SEPTEMBER 25, 2020
TRADING VOLUME LOW THIS WEEK AS PRICES CONFINED TO TIGHT RANGE
It was a rather dull trading week. Futures trading volume was relatively low and prices were confined to a relatively tight range from the Monday high of 66.23 cents per pound to Thursday’s low of 64.65 cents. December futures settled at 65.46 cents on Thursday, down 39 points for the week. Open interest was nearly unchanged at 221,394, down 568 contracts.
It was a rough week for the stock markets. Major indexes resumed their decline. Investors have a wide variety of risks in mind as we head into the next several weeks. Varying opinions about the election, economic recovery, and odds of second set of lockdowns in Europe have rattled the outlook. Perhaps more importantly, the U.S. legislature does not seem to be making progress on follow-up coronavirus support measures. On the back of bad headlines, this week’s jobless claims data was worse than expected, which many read a sign of a slowing recovery. U.S. Treasury yields fell and the U.S. Dollar rallied versus major currencies as investors fled to safety.

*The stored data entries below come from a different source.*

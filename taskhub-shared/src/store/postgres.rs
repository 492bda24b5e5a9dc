/// PostgreSQL store
///
/// Composes the query helpers on [`User`] and [`Task`] into single-operation
/// transactions. Task updates lock the row with `SELECT ... FOR UPDATE` so
/// concurrent edits serialize and the reported previous status is the one
/// actually replaced.

use async_trait::async_trait;
use sqlx::PgPool;
use tracing::debug;

use super::{is_creator_violation, StoreError, StoreResult, TaskStore, UserStore};
use crate::db::pool::health_check;
use crate::models::task::{NewTask, Task, TaskChange, TaskScope, UpdateTask};
use crate::models::user::{NewUser, Role, User};

/// Store backed by a Postgres connection pool
#[derive(Debug, Clone)]
pub struct PgStore {
    pool: PgPool,
}

impl PgStore {
    pub fn new(pool: PgPool) -> Self {
        Self { pool }
    }

    pub fn pool(&self) -> &PgPool {
        &self.pool
    }
}

#[async_trait]
impl UserStore for PgStore {
    async fn insert_user(&self, user: NewUser) -> StoreResult<User> {
        Ok(User::create(&self.pool, user).await?)
    }

    async fn find_user(&self, id: i64) -> StoreResult<Option<User>> {
        Ok(User::find_by_id(&self.pool, id).await?)
    }

    async fn find_user_by_username(&self, username: &str) -> StoreResult<Option<User>> {
        Ok(User::find_by_username(&self.pool, username).await?)
    }

    async fn find_user_by_email(&self, email: &str) -> StoreResult<Option<User>> {
        Ok(User::find_by_email(&self.pool, email).await?)
    }

    async fn find_users(&self, ids: &[i64]) -> StoreResult<Vec<User>> {
        if ids.is_empty() {
            return Ok(Vec::new());
        }
        Ok(User::find_many(&self.pool, ids).await?)
    }

    async fn list_users(&self) -> StoreResult<Vec<User>> {
        Ok(User::list(&self.pool).await?)
    }

    async fn set_role(&self, id: i64, role: Role) -> StoreResult<Option<User>> {
        Ok(User::set_role(&self.pool, id, role).await?)
    }

    async fn delete_user(&self, id: i64) -> StoreResult<Option<User>> {
        let mut tx = self.pool.begin().await?;

        if Task::exists_for_creator(&mut tx, id).await? {
            return Err(StoreError::UserHasTasks);
        }

        // A task created after the check above still trips the foreign key.
        let removed = User::delete(&mut tx, id).await.map_err(|e| {
            if is_creator_violation(&e) {
                StoreError::UserHasTasks
            } else {
                StoreError::from(e)
            }
        })?;

        tx.commit().await?;
        Ok(removed)
    }

    async fn ping(&self) -> StoreResult<()> {
        health_check(&self.pool)
            .await
            .map_err(|e| StoreError::Unavailable(e.to_string()))
    }
}

#[async_trait]
impl TaskStore for PgStore {
    async fn insert_task(&self, task: NewTask) -> StoreResult<Task> {
        let mut tx = self.pool.begin().await?;

        if !Task::missing_users(&mut tx, &[task.creator_id]).await?.is_empty() {
            return Err(StoreError::CreatorMissing(task.creator_id));
        }

        let missing = Task::missing_users(&mut tx, &task.assignee_ids).await?;
        if !missing.is_empty() {
            return Err(StoreError::MissingUsers(missing));
        }

        let id = Task::insert(&mut tx, &task).await.map_err(|e| {
            if is_creator_violation(&e) {
                StoreError::CreatorMissing(task.creator_id)
            } else {
                StoreError::from(e)
            }
        })?;
        Task::replace_assignees(&mut tx, id, &task.assignee_ids).await?;

        let created = Task::find_by_id(&mut tx, id)
            .await?
            .ok_or(StoreError::Database(sqlx::Error::RowNotFound))?;

        tx.commit().await?;
        debug!(task_id = id, "Task inserted");
        Ok(created)
    }

    async fn find_task(&self, id: i64) -> StoreResult<Option<Task>> {
        let mut conn = self.pool.acquire().await?;
        Ok(Task::find_by_id(&mut conn, id).await?)
    }

    async fn list_tasks(&self, scope: TaskScope) -> StoreResult<Vec<Task>> {
        let mut conn = self.pool.acquire().await?;
        Ok(Task::list(&mut conn, scope).await?)
    }

    async fn update_task(&self, id: i64, patch: &UpdateTask) -> StoreResult<Option<TaskChange>> {
        let mut tx = self.pool.begin().await?;

        let Some(previous_status) = Task::lock_status(&mut tx, id).await? else {
            return Ok(None);
        };

        if let Some(assignees) = &patch.assignees {
            let missing = Task::missing_users(&mut tx, assignees).await?;
            if !missing.is_empty() {
                return Err(StoreError::MissingUsers(missing));
            }
        }

        Task::apply_patch(&mut tx, id, patch).await?;
        if let Some(assignees) = &patch.assignees {
            Task::replace_assignees(&mut tx, id, assignees).await?;
        }

        let task = Task::find_by_id(&mut tx, id)
            .await?
            .ok_or(StoreError::Database(sqlx::Error::RowNotFound))?;

        tx.commit().await?;
        Ok(Some(TaskChange {
            previous_status,
            task,
        }))
    }

    async fn delete_task(&self, id: i64) -> StoreResult<Option<Task>> {
        let mut tx = self.pool.begin().await?;

        let Some(task) = Task::find_by_id(&mut tx, id).await? else {
            return Ok(None);
        };
        Task::delete(&mut tx, id).await?;

        tx.commit().await?;
        Ok(Some(task))
    }
}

This week’s export sales were a bit of a disappointment compared to totals last week when China showed up to more than 440,000 new orders. Net new sales for the week ending September 17 totaled 92,700 Upland Bales and 18,500 Pima. The largest Upland buyers were Vietnam (53,500 bales), China (39,500), Indonesia (26,200), and Hong Kong (13,200). Export shipments fulfilling open sales were the strong point this week. Shippers pushed out 281,900 bales of Upland and 12,900 bales of Pima, keeping accumulated exports by the seventh week of the marketing year at their highest level ever.

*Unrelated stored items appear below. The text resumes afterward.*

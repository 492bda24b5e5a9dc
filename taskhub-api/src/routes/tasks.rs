/// Task endpoints
///
/// All routes require a bearer token. Visibility follows the caller's role:
/// plain users only see and edit tasks they created; admins and managers see
/// everything; only admins and managers delete.
///
/// # Endpoints
///
/// - `POST /tasks` - Create a task owned by the caller
/// - `GET /tasks` - List visible tasks
/// - `GET /tasks/:id` - Get a task
/// - `PUT /tasks/:id` - Partially update a task
/// - `DELETE /tasks/:id` - Delete a task
///
/// # Example
///
/// ```text
/// PUT /tasks/7
/// Authorization: Bearer eyJ...
///
/// { "status": "done", "assignees": [2, 5] }
/// ```

use crate::{
    app::AppState,
    error::ApiResult,
    extract::{ApiJson, ApiPath},
};
use axum::{
    extract::State,
    http::StatusCode,
    Extension, Json,
};
use taskhub_shared::{
    auth::policy::Caller,
    models::task::{CreateTask, TaskResponse, UpdateTask},
};

/// Creates a task
///
/// # Errors
///
/// - `400 Bad Request`: Unknown assignee IDs
/// - `422 Unprocessable Entity`: Validation failed
pub async fn create_task(
    State(state): State<AppState>,
    Extension(caller): Extension<Caller>,
    ApiJson(req): ApiJson<CreateTask>,
) -> ApiResult<(StatusCode, Json<TaskResponse>)> {
    let task = state.tasks.create(&caller, req).await?;
    Ok((StatusCode::CREATED, Json(task)))
}

pub async fn list_tasks(
    State(state): State<AppState>,
    Extension(caller): Extension<Caller>,
) -> ApiResult<Json<Vec<TaskResponse>>> {
    Ok(Json(state.tasks.list(&caller).await?))
}

pub async fn get_task(
    State(state): State<AppState>,
    Extension(caller): Extension<Caller>,
    ApiPath(id): ApiPath<i64>,
) -> ApiResult<Json<TaskResponse>> {
    Ok(Json(state.tasks.get(&caller, id).await?))
}

/// Applies a partial update
///
/// Absent or `null` fields are left unchanged; `assignees`, when present,
/// replaces the whole set. A status change emails the task's creator.
///
/// # Errors
///
/// - `400 Bad Request`: Unknown assignee IDs (nothing is changed)
/// - `403 Forbidden`: Caller may not edit this task
/// - `404 Not Found`: No such task
pub async fn update_task(
    State(state): State<AppState>,
    Extension(caller): Extension<Caller>,
    ApiPath(id): ApiPath<i64>,
    ApiJson(req): ApiJson<UpdateTask>,
) -> ApiResult<Json<TaskResponse>> {
    Ok(Json(state.tasks.update(&caller, id, req).await?))
}

pub async fn delete_task(
    State(state): State<AppState>,
    Extension(caller): Extension<Caller>,
    ApiPath(id): ApiPath<i64>,
) -> ApiResult<Json<TaskResponse>> {
    Ok(Json(state.tasks.delete(&caller, id).await?))
}
/// Login endpoint
///
/// # Endpoint
///
/// ```text
/// POST /token
/// Content-Type: application/x-www-form-urlencoded
///
/// username=jdoe&password=secret123
/// ```
///
/// # Response
///
/// ```json
/// {
///   "access_token": "eyJ...",
///   "token_type": "bearer"
/// }
/// ```
///
/// Unknown users and wrong passwords both return the same 401.

use crate::{
    app::AppState,
    error::{ApiError, ApiResult},
    extract::ApiForm,
};
use axum::{extract::State, Json};
use serde::{Deserialize, Serialize};
use taskhub_shared::auth::jwt::{self, Claims, TOKEN_TYPE};

/// Password-grant form
#[derive(Debug, Deserialize)]
pub struct LoginForm {
    pub username: String,
    pub password: String,
}

/// Issued bearer token
#[derive(Debug, Serialize, Deserialize)]
pub struct TokenResponse {
    pub access_token: String,
    pub token_type: String,
}

/// Exchanges a username and password for an access token
///
/// # Errors
///
/// - `401 Unauthorized`: Incorrect username or password
pub async fn login(
    State(state): State<AppState>,
    ApiForm(form): ApiForm<LoginForm>,
) -> ApiResult<Json<TokenResponse>> {
    let user = state
        .users
        .authenticate(&form.username, &form.password)
        .await?
        .ok_or_else(|| ApiError::Unauthorized("Incorrect username or password".to_string()))?;

    let claims = Claims::new(user.username.clone(), state.config.token_lifetime());
    let access_token = jwt::create_token(&claims, state.jwt_secret())?;

    tracing::info!(user_id = user.id, "User logged in");

    Ok(Json(TokenResponse {
        access_token,
        token_type: TOKEN_TYPE.to_string(),
    }))
}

CROP CONDITIONS AND WEATHER
This week’s Crop Progress and Condition Reports showed only a modest decline in Southeast conditions, despite recent weather. More declines are expected there this week given the heavy rains that continue to hit open cotton in that area. At the start of this week 74% of the Mid-South and 58% of the Southeast had open bolls under the unwelcome precipitation. Here in the Southwest harvest is just about to begin on what dryland remains, with irrigated fields likely to start in the next few weeks. 53% of the Texas crop was reported to have bolls opening and 20% (i.e. South and Central Texas) was harvested.
THE WEEK AHEAD
Traders have not stopped watching the Atlantic, and likely won’t stop until nearly all the cotton has been harvested. Weekly export sales will also be a focal point, but more attention is turning to the outside markets, too. Traders are nervous about election volatility, policy issues, and the growing risk of more lockdowns in Europe as coronavirus cases have begun to increase again. Headline risk is elevating.